CHARLESTON – Tort reform is expected to be one of the key topics of the first West Virginia legislative session in decades to see Republicans in control of both houses.
Incoming State Senate President Bill Cole and House of Delegates Speaker-elect Tim Armstead both have discussed the topic as the session’s Jan. 14 start date draws near.
Cole recently told MetroNews Talkline host Hoppy Kercheval that tort reform will be at the top of the party’s agenda for the session. Cole also said West Virginia must escape its label as a Judicial Hellhole.
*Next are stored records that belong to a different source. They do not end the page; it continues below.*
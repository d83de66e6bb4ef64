//! Writes records of the autodrive driver to TFRecord files.
use autodrive_core::{
    record::{Record, RecordValue, Recorder},
    STEP_KEY,
};
use log::{debug, warn};
use std::path::Path;
use tensorboard_rs::summary_writer::SummaryWriter;

/// Write records to TFRecord.
pub struct TensorboardRecorder {
    writer: SummaryWriter,
    ignore_unsupported_value: bool,
}

impl TensorboardRecorder {
    /// Construct a [`TensorboardRecorder`].
    ///
    /// TFRecord will be stored in `logdir`.
    pub fn new<P: AsRef<Path>>(logdir: P) -> Self {
        Self {
            writer: SummaryWriter::new(logdir),
            ignore_unsupported_value: true,
        }
    }

    /// Construct a [`TensorboardRecorder`] with checking unsupported record value.
    ///
    /// TFRecord will be stored in `logdir`.
    pub fn new_with_check_unsupported_value<P: AsRef<Path>>(logdir: P) -> Self {
        Self {
            writer: SummaryWriter::new(logdir),
            ignore_unsupported_value: false,
        }
    }
}

impl Recorder for TensorboardRecorder {
    /// Write a given [Record] into a TFRecord.
    ///
    /// This method handles [RecordValue::Scalar] in the [Record], using the
    /// scalar under [`STEP_KEY`] as the step. Strings are logged. A record
    /// without the step is dropped.
    fn write(&mut self, record: Record) {
        let step = match record.get(STEP_KEY) {
            Some(RecordValue::Scalar(v)) => *v as usize,
            _ => {
                warn!("Record without {:?} is discarded", STEP_KEY);
                return;
            }
        };

        for (k, v) in record.iter() {
            if k != STEP_KEY {
                match v {
                    RecordValue::Scalar(v) => self.writer.add_scalar(k, *v, step),
                    RecordValue::String(s) => debug!("{}:\n{}", k, s),
                    _ => {
                        if !self.ignore_unsupported_value {
                            panic!("Unsupported value: {:?}", (k, v));
                        }
                    }
                };
            }
        }
    }

    fn flush(&mut self) {
        self.writer.flush();
    }
}

#[cfg(test)]
mod tests {
    use super::*;
    use tempdir::TempDir;

    /// Sizes of the files in `dir`.
    fn event_file_sizes(dir: &Path) -> Vec<u64> {
        std::fs::read_dir(dir)
            .map(|rd| {
                rd.filter_map(|e| e.ok())
                    .filter_map(|e| e.metadata().ok())
                    .map(|m| m.len())
                    .collect()
            })
            .unwrap_or_default()
    }

    #[test]
    fn test_write_scalars() {
        let dir = TempDir::new("tensorboard").unwrap();
        let mut recorder = TensorboardRecorder::new(dir.path());
        recorder.write(Record::from_slice(&[
            (STEP_KEY, RecordValue::Scalar(20.0)),
            ("Reward/info", RecordValue::Scalar(-3.0)),
            ("hyperparameters", RecordValue::String("|param|value|".to_string())),
            ("trace", RecordValue::Array1(vec![1.0, 2.0])),
        ]));
        recorder.write(Record::from_scalar("Reward/info", 1.0));
        recorder.flush();

        // Dropping the recorder joins the thread writing the event file
        drop(recorder);
        let sizes = event_file_sizes(dir.path());
        assert!(!sizes.is_empty());
        assert!(sizes.iter().all(|size| *size > 0), "{:?}", sizes);
    }

    #[test]
    #[should_panic]
    fn test_unsupported_value_panics_when_checked() {
        let dir = TempDir::new("tensorboard").unwrap();
        let mut recorder = TensorboardRecorder::new_with_check_unsupported_value(dir.path());
        recorder.write(Record::from_slice(&[
            (STEP_KEY, RecordValue::Scalar(1.0)),
            ("trace", RecordValue::Array1(vec![1.0])),
        ]));
    }
}
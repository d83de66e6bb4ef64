use super::{Record, Recorder};

/// A recorder that ignores any record. This struct is used just for debugging.
#[derive(Default)]
pub struct NullRecorder {}

impl NullRecorder {}

impl Recorder for NullRecorder {
    /// Discard the given record.
    fn write(&mut self, _record: Record) {}
}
The state’s Supreme Court recently was named the third worst Hellhole in the nation by the American Tort Reform Association in its annual report. The state consistently has been on the list since it was created in 2002.
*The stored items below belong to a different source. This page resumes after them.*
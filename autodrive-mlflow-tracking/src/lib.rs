//! Mirrors the runs of the autodrive driver to an [MLflow](https://mlflow.org) tracking server.
//!
//! Before running the program using this crate, run a tracking server with the following command:
//!
//! ```bash
//! mlflow server --host 127.0.0.1 --port 8080
//! ```
//!
//! The configuration of a run is logged as parameters and the scalars of the
//! records written by the driver are logged as metrics, with the episode
//! index as the step. Nested parameters are flattened, like `agent.batch_size`.
//!
//! ```no_run
//! use anyhow::Result;
//! use autodrive_core::{
//!     record::{Record, RecordValue, Recorder},
//!     DriverConfig, STEP_KEY,
//! };
//! use autodrive_mlflow_tracking::MlflowTrackingClient;
//!
//! fn main() -> Result<()> {
//!     let config = DriverConfig::default();
//!
//!     // Set the experiment of the runs, created if missing
//!     let client =
//!         MlflowTrackingClient::new("http://localhost:8080").set_experiment("autodrive")?;
//!
//!     let mut recorder = client.create_recorder("DDQN")?;
//!     recorder.log_params(&config)?;
//!     recorder.set_tag("env", &config.env_name)?;
//!
//!     for episode in (20..=100).step_by(20) {
//!         let mut record = Record::empty();
//!         record.insert(STEP_KEY, RecordValue::Scalar(episode as f32));
//!         record.insert("Reward/info", RecordValue::Scalar(episode as f32 / 10.0));
//!         recorder.write(record);
//!     }
//!
//!     // The run is marked as finished when the recorder is dropped
//!     Ok(())
//! }
//! ```
mod client;
mod experiment;
mod recorder;
mod run;
pub use client::MlflowTrackingClient;
pub use experiment::Experiment;
pub use recorder::MlflowTrackingRecorder;
pub use run::{Run, RunInfo};
use reqwest::blocking::Response;

/// Errors of the communication with a tracking server.
#[derive(thiserror::Error, Debug)]
pub enum TrackingError {
    /// [`MlflowTrackingClient::set_experiment()`] has not been called.
    #[error("No experiment is set in the client")]
    ExperimentNotSet,

    /// The server answered with an error status.
    #[error("{api} failed with status {status}: {body}")]
    Server {
        /// Called API, like `runs/create`.
        api: String,

        /// HTTP status code.
        status: u16,

        /// Response body.
        body: String,
    },

    /// Parameters are not serialized as a JSON object.
    #[error("Parameters must be serialized as an object")]
    NotAnObject,
}

fn url(base_url: &str, api: &str) -> String {
    format!("{}/api/2.0/mlflow/{}", base_url, api)
}

/// Turns an error status of the response into [`TrackingError::Server`].
fn check_response(resp: Response, api: &str) -> Result<Response, TrackingError> {
    let status = resp.status();
    match status.is_success() {
        true => Ok(resp),
        false => Err(TrackingError::Server {
            api: api.to_string(),
            status: status.as_u16(),
            body: resp.text().unwrap_or_default(),
        }),
    }
}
“We have to make sure that businesses that are both operating here now and that would want to come and relocate in our state would have a stable judicial system,” Cole, R-Mercer, told Kercheval.
Armstead, R-Kanawha, said he expects trial lawyers to put up a fight against the Republicans’ tort reform efforts.
“What we have in mind it’s more of a fairness issue,” he told Kercheval. “It’s not trying to push the balance in one way or another but we believe there are things within our judicial system that just aren’t fair and they aren’t very well-balanced and they are unpredictable.”
As Kercheval wrote in a commentary, “Republicans and business interests have been pushing that (tort reform) agenda for years, but now they finally have a majority in the Legislature to make it happen.”
Kercheval also said tort reform advocates, such as West Virginia Citizens Against Lawsuit Abuse and the West Virginia Chamber of Commerce, “are reportedly going to tackle the issue this session with not one, but rather a series of bills attacking different aspects of the civil justice system, such as an intermediate appeals court and damage caps.”